• **What you should do**
Give the count of lines in the entries that include "already", and write nothing besides it.

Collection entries
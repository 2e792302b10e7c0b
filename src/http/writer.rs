use std::io;

use thiserror::Error;
use tokio::io::{AsyncWrite, AsyncWriteExt};

use crate::http::headers::{CRLF, HeaderMap};
use crate::http::response::StatusCode;

const HTTP_VERSION: &str = "HTTP/1.1";

/// Position of a [`ResponseWriter`] within one response.
///
/// ```text
/// StatusLine ─▶ Headers ─▶ Body ─┬─────────────────────────────▶ (end)
///                                └─ chunked done ─▶ Trailers ─▶ Done
/// ```
#[derive(Debug, Clone, Copy, PartialEq, Eq)]
pub enum WriterState {
    StatusLine,
    Headers,
    Body,
    Trailers,
    Done,
}

#[derive(Debug, Error)]
pub enum WriteError {
    #[error("cannot {operation}: expected state {expected:?}, but current state is {actual:?}")]
    InvalidWriterState {
        operation: &'static str,
        expected: WriterState,
        actual: WriterState,
    },

    #[error("io error: {source}")]
    Io {
        #[from]
        source: io::Error,
    },
}

#[derive(Debug, Clone, Copy)]
enum Operation {
    StatusLine,
    Headers,
    Body,
    ChunkedBody,
    ChunkedBodyDone,
    Trailers,
}

impl Operation {
    fn name(self) -> &'static str {
        match self {
            Operation::StatusLine => "write status line",
            Operation::Headers => "write headers",
            Operation::Body => "write body",
            Operation::ChunkedBody => "write chunked body",
            Operation::ChunkedBodyDone => "finish chunked body",
            Operation::Trailers => "write trailers",
        }
    }

    /// The state an operation requires and the state it leaves behind.
    fn transition(self) -> (WriterState, WriterState) {
        match self {
            Operation::StatusLine => (WriterState::StatusLine, WriterState::Headers),
            Operation::Headers => (WriterState::Headers, WriterState::Body),
            Operation::Body | Operation::ChunkedBody => (WriterState::Body, WriterState::Body),
            Operation::ChunkedBodyDone => (WriterState::Body, WriterState::Trailers),
            Operation::Trailers => (WriterState::Trailers, WriterState::Done),
        }
    }
}

/// Writes one HTTP response to `W`, rejecting calls made out of order.
///
/// Every operation checks the current state first; a failed check writes
/// nothing and leaves the state unchanged.
pub struct ResponseWriter<W> {
    inner: W,
    state: WriterState,
}

impl<W> ResponseWriter<W>
where
    W: AsyncWrite + Unpin,
{
    pub fn new(inner: W) -> Self {
        Self {
            inner,
            state: WriterState::StatusLine,
        }
    }

    pub fn state(&self) -> WriterState {
        self.state
    }

    pub fn into_inner(self) -> W {
        self.inner
    }

    pub async fn write_status_line(&mut self, status: StatusCode) -> Result<(), WriteError> {
        let next = self.check(Operation::StatusLine)?;

        let line = format!(
            "{} {} {}\r\n",
            HTTP_VERSION,
            status.as_u16(),
            status.reason_phrase()
        );
        self.inner.write_all(line.as_bytes()).await?;

        self.state = next;
        Ok(())
    }

    pub async fn write_headers(&mut self, headers: &HeaderMap) -> Result<(), WriteError> {
        let next = self.check(Operation::Headers)?;

        let mut buf = Vec::new();
        headers.write_lines(&mut buf);
        self.inner.write_all(&buf).await?;

        self.state = next;
        Ok(())
    }

    /// Writes body bytes verbatim. May be called repeatedly; framing must
    /// already have been declared in the headers.
    pub async fn write_body(&mut self, body: &[u8]) -> Result<usize, WriteError> {
        self.check(Operation::Body)?;
        self.inner.write_all(body).await?;
        Ok(body.len())
    }

    /// Writes `chunk` framed as one chunk of a chunked body.
    ///
    /// An empty chunk writes nothing, since a zero-length chunk would end
    /// the body; use [`ResponseWriter::write_chunked_body_done`] for that.
    pub async fn write_chunked_body(&mut self, chunk: &[u8]) -> Result<usize, WriteError> {
        self.check(Operation::ChunkedBody)?;
        if chunk.is_empty() {
            return Ok(0);
        }

        let mut buf = Vec::with_capacity(chunk.len() + 12);
        buf.extend_from_slice(format!("{:x}\r\n", chunk.len()).as_bytes());
        buf.extend_from_slice(chunk);
        buf.extend_from_slice(CRLF);
        self.inner.write_all(&buf).await?;

        Ok(buf.len())
    }

    /// Writes the terminating zero-length chunk. Trailers (possibly none)
    /// must follow.
    pub async fn write_chunked_body_done(&mut self) -> Result<usize, WriteError> {
        let next = self.check(Operation::ChunkedBodyDone)?;

        let last = b"0\r\n";
        self.inner.write_all(last).await?;

        self.state = next;
        Ok(last.len())
    }

    pub async fn write_trailers(&mut self, trailers: &HeaderMap) -> Result<(), WriteError> {
        let next = self.check(Operation::Trailers)?;

        let mut buf = Vec::new();
        trailers.write_lines(&mut buf);
        self.inner.write_all(&buf).await?;

        self.state = next;
        Ok(())
    }

    pub async fn flush(&mut self) -> Result<(), WriteError> {
        self.inner.flush().await?;
        Ok(())
    }

    fn check(&self, operation: Operation) -> Result<WriterState, WriteError> {
        let (expected, next) = operation.transition();
        if self.state != expected {
            return Err(WriteError::InvalidWriterState {
                operation: operation.name(),
                expected,
                actual: self.state,
            });
        }
        Ok(next)
    }
}
use std::sync::Arc;

use tokio::io::{AsyncRead, AsyncWrite, AsyncWriteExt};
use tracing::{debug, warn};

use crate::http::handler::{BodyWriter, Handler, HandlerError};
use crate::http::request::Request;
use crate::http::response::{StatusCode, default_headers};
use crate::http::writer::{ResponseWriter, WriteError};

/// Largest chunk written for a chunked body.
const CHUNK_SIZE: usize = 1024;

/// One accepted client stream carrying exactly one request/response cycle.
pub struct Connection<S, H> {
    stream: S,
    handler: Arc<H>,
    state: ConnectionState,
}

pub enum ConnectionState {
    Reading,
    Handling(Request),
    Responding(Reply),
    Closed,
}

/// What gets written back to the client.
pub enum Reply {
    /// Handler succeeded; send 200 with the accumulated body
    Body(BodyWriter),
    /// Parse or handler failure; send the status with the message as body
    Error(HandlerError),
}

impl<S, H> Connection<S, H>
where
    S: AsyncRead + AsyncWrite + Unpin,
    H: Handler,
{
    pub fn new(stream: S, handler: Arc<H>) -> Self {
        Self {
            stream,
            handler,
            state: ConnectionState::Reading,
        }
    }

    /// Drives the connection to completion. The stream is shut down on every
    /// path, including errors.
    pub async fn run(&mut self) -> anyhow::Result<()> {
        let result = self.drive().await;

        if let Err(e) = self.stream.shutdown().await {
            debug!(error = %e, "shutdown after response failed");
        }
        self.state = ConnectionState::Closed;

        result
    }

    async fn drive(&mut self) -> anyhow::Result<()> {
        loop {
            match std::mem::replace(&mut self.state, ConnectionState::Closed) {
                ConnectionState::Reading => {
                    self.state = match Request::from_reader(&mut self.stream).await {
                        Ok(req) => {
                            debug!(
                                method = req.method(),
                                target = req.target(),
                                "request parsed"
                            );
                            ConnectionState::Handling(req)
                        }
                        Err(e) if e.is_transport() => return Err(e.into()),
                        Err(e) => {
                            warn!(error = %e, "rejecting malformed request");
                            ConnectionState::Responding(Reply::Error(HandlerError::bad_request(
                                e.to_string(),
                            )))
                        }
                    };
                }

                ConnectionState::Handling(req) => {
                    let mut body = BodyWriter::new();
                    let reply = match self.handler.call(&mut body, &req).await {
                        Ok(()) => Reply::Body(body),
                        Err(e) => {
                            debug!(status = e.status.as_u16(), "handler returned error");
                            Reply::Error(e)
                        }
                    };
                    self.state = ConnectionState::Responding(reply);
                }

                ConnectionState::Responding(reply) => {
                    reply.write_to_stream(&mut self.stream).await?;
                }

                ConnectionState::Closed => break,
            }
        }

        Ok(())
    }
}

impl Reply {
    /// Serializes the reply as status line, headers and a
    /// `Content-Length`-framed body.
    ///
    /// For a successful body, handler header overrides replace the defaults,
    /// except `Content-Length`, which always matches the bytes written. A
    /// chunked body drops `Content-Length`, is sent in pieces of at most
    /// [`CHUNK_SIZE`] bytes and ends with the handler's trailers.
    pub async fn write_to_stream<W>(self, stream: W) -> Result<(), WriteError>
    where
        W: AsyncWrite + Unpin,
    {
        let mut writer = ResponseWriter::new(stream);

        match self {
            Reply::Error(err) => {
                writer.write_status_line(err.status).await?;
                writer
                    .write_headers(&default_headers(err.message.len()))
                    .await?;
                writer.write_body(err.message.as_bytes()).await?;
            }
            Reply::Body(body) => {
                let mut headers = default_headers(body.len());
                for (name, value) in body.headers().iter() {
                    if name != "content-length" {
                        headers.replace(name, value);
                    }
                }

                writer.write_status_line(StatusCode::Ok).await?;

                if body.is_chunked() {
                    headers.remove("content-length");
                    headers.replace("transfer-encoding", "chunked");
                    for (name, _) in body.trailers().iter() {
                        headers.set("trailer", name);
                    }

                    writer.write_headers(&headers).await?;
                    for chunk in body.as_bytes().chunks(CHUNK_SIZE) {
                        writer.write_chunked_body(chunk).await?;
                    }
                    writer.write_chunked_body_done().await?;
                    writer.write_trailers(body.trailers()).await?;
                } else {
                    writer.write_headers(&headers).await?;
                    writer.write_body(body.as_bytes()).await?;
                }
            }
        }

        writer.flush().await
    }
}
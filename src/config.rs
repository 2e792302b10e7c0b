use std::path::Path;

use anyhow::Context;
use serde::Deserialize;

pub const DEFAULT_LISTEN_ADDR: &str = "127.0.0.1:42069";
pub const DEFAULT_VIDEO_PATH: &str = "assets/vim.mp4";

/// Environment variable naming an optional YAML config file.
pub const CONFIG_ENV: &str = "HTTPFROMTCP_CONFIG";

#[derive(Debug, Clone, PartialEq, Eq, Deserialize)]
#[serde(default)]
pub struct Config {
    /// Address the server binds, e.g. "0.0.0.0:42069"
    pub listen_addr: String,
    /// File served by the `/video` route
    pub video_path: String,
}

impl Default for Config {
    fn default() -> Self {
        Self {
            listen_addr: DEFAULT_LISTEN_ADDR.to_string(),
            video_path: DEFAULT_VIDEO_PATH.to_string(),
        }
    }
}

impl Config {
    /// Loads the configuration from the process environment.
    ///
    /// If `HTTPFROMTCP_CONFIG` names a YAML file it is read first; `LISTEN`
    /// and `VIDEO_PATH` then override individual fields.
    pub fn load() -> anyhow::Result<Self> {
        Self::from_lookup(|key| std::env::var(key).ok())
    }

    /// Same as [`Config::load`] with a custom variable source.
    pub fn from_lookup<F>(lookup: F) -> anyhow::Result<Self>
    where
        F: Fn(&str) -> Option<String>,
    {
        let mut cfg = match lookup(CONFIG_ENV) {
            Some(path) => Self::from_yaml_file(path)?,
            None => Self::default(),
        };

        if let Some(listen_addr) = lookup("LISTEN") {
            cfg.listen_addr = listen_addr;
        }
        if let Some(video_path) = lookup("VIDEO_PATH") {
            cfg.video_path = video_path;
        }

        Ok(cfg)
    }

    pub fn from_yaml_file(path: impl AsRef<Path>) -> anyhow::Result<Self> {
        let path = path.as_ref();
        let text = std::fs::read_to_string(path)
            .with_context(|| format!("failed to read config file {}", path.display()))?;
        Self::from_yaml_str(&text)
            .with_context(|| format!("invalid config file {}", path.display()))
    }

    /// Parses YAML; omitted fields keep their defaults.
    pub fn from_yaml_str(text: &str) -> anyhow::Result<Self> {
        Ok(serde_yaml::from_str(text)?)
    }
}
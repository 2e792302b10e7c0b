use std::net::SocketAddr;
use std::sync::Arc;
use std::sync::atomic::{AtomicBool, Ordering};

use tokio::net::{TcpListener, ToSocketAddrs};
use tokio::sync::Notify;
use tokio::task::JoinHandle;
use tracing::{Instrument, debug, error, info, info_span};

use crate::http::connection::Connection;
use crate::http::handler::Handler;

/// A running HTTP server.
///
/// The listening socket is owned by a background accept loop that spawns one
/// task per connection. [`Server::close`] stops accepting; connections that
/// are already being handled run to completion.
pub struct Server {
    local_addr: SocketAddr,
    closed: Arc<AtomicBool>,
    shutdown: Arc<Notify>,
    accept_loop: JoinHandle<()>,
}

impl Server {
    /// Binds `addr` and starts accepting connections in the background.
    ///
    /// Fails immediately if the address cannot be bound.
    pub async fn serve<A, H>(addr: A, handler: H) -> anyhow::Result<Server>
    where
        A: ToSocketAddrs,
        H: Handler,
    {
        let listener = TcpListener::bind(addr).await?;
        let local_addr = listener.local_addr()?;
        info!("Listening on {}", local_addr);

        let closed = Arc::new(AtomicBool::new(false));
        let shutdown = Arc::new(Notify::new());

        let accept_loop = tokio::spawn(accept_loop(
            listener,
            Arc::new(handler),
            Arc::clone(&closed),
            Arc::clone(&shutdown),
        ));

        Ok(Server {
            local_addr,
            closed,
            shutdown,
            accept_loop,
        })
    }

    pub fn local_addr(&self) -> SocketAddr {
        self.local_addr
    }

    pub fn is_closed(&self) -> bool {
        self.closed.load(Ordering::SeqCst)
    }

    /// Stops accepting new connections and closes the listening socket.
    /// Calling it again has no effect.
    pub fn close(&self) {
        if self.closed.swap(true, Ordering::SeqCst) {
            return;
        }
        info!("Closing server on {}", self.local_addr);
        self.shutdown.notify_one();
    }

    /// Waits for the accept loop to exit, which happens only after
    /// [`Server::close`].
    pub async fn wait(self) -> anyhow::Result<()> {
        self.accept_loop.await?;
        Ok(())
    }
}

async fn accept_loop<H: Handler>(
    listener: TcpListener,
    handler: Arc<H>,
    closed: Arc<AtomicBool>,
    shutdown: Arc<Notify>,
) {
    loop {
        let accepted = tokio::select! {
            biased;
            _ = shutdown.notified() => break,
            res = listener.accept() => res,
        };

        match accepted {
            Ok((socket, peer)) => {
                debug!("Accepted connection from {}", peer);

                let handler = Arc::clone(&handler);
                tokio::spawn(
                    async move {
                        let mut conn = Connection::new(socket, handler);
                        if let Err(e) = conn.run().await {
                            error!(error = %e, "connection error");
                        }
                    }
                    .instrument(info_span!("connection", %peer)),
                );
            }
            Err(e) => {
                if closed.load(Ordering::SeqCst) {
                    break;
                }
                error!(error = %e, "error accepting connection");
            }
        }
    }

    drop(listener);
    debug!("accept loop stopped");
}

• **Expected answer**
2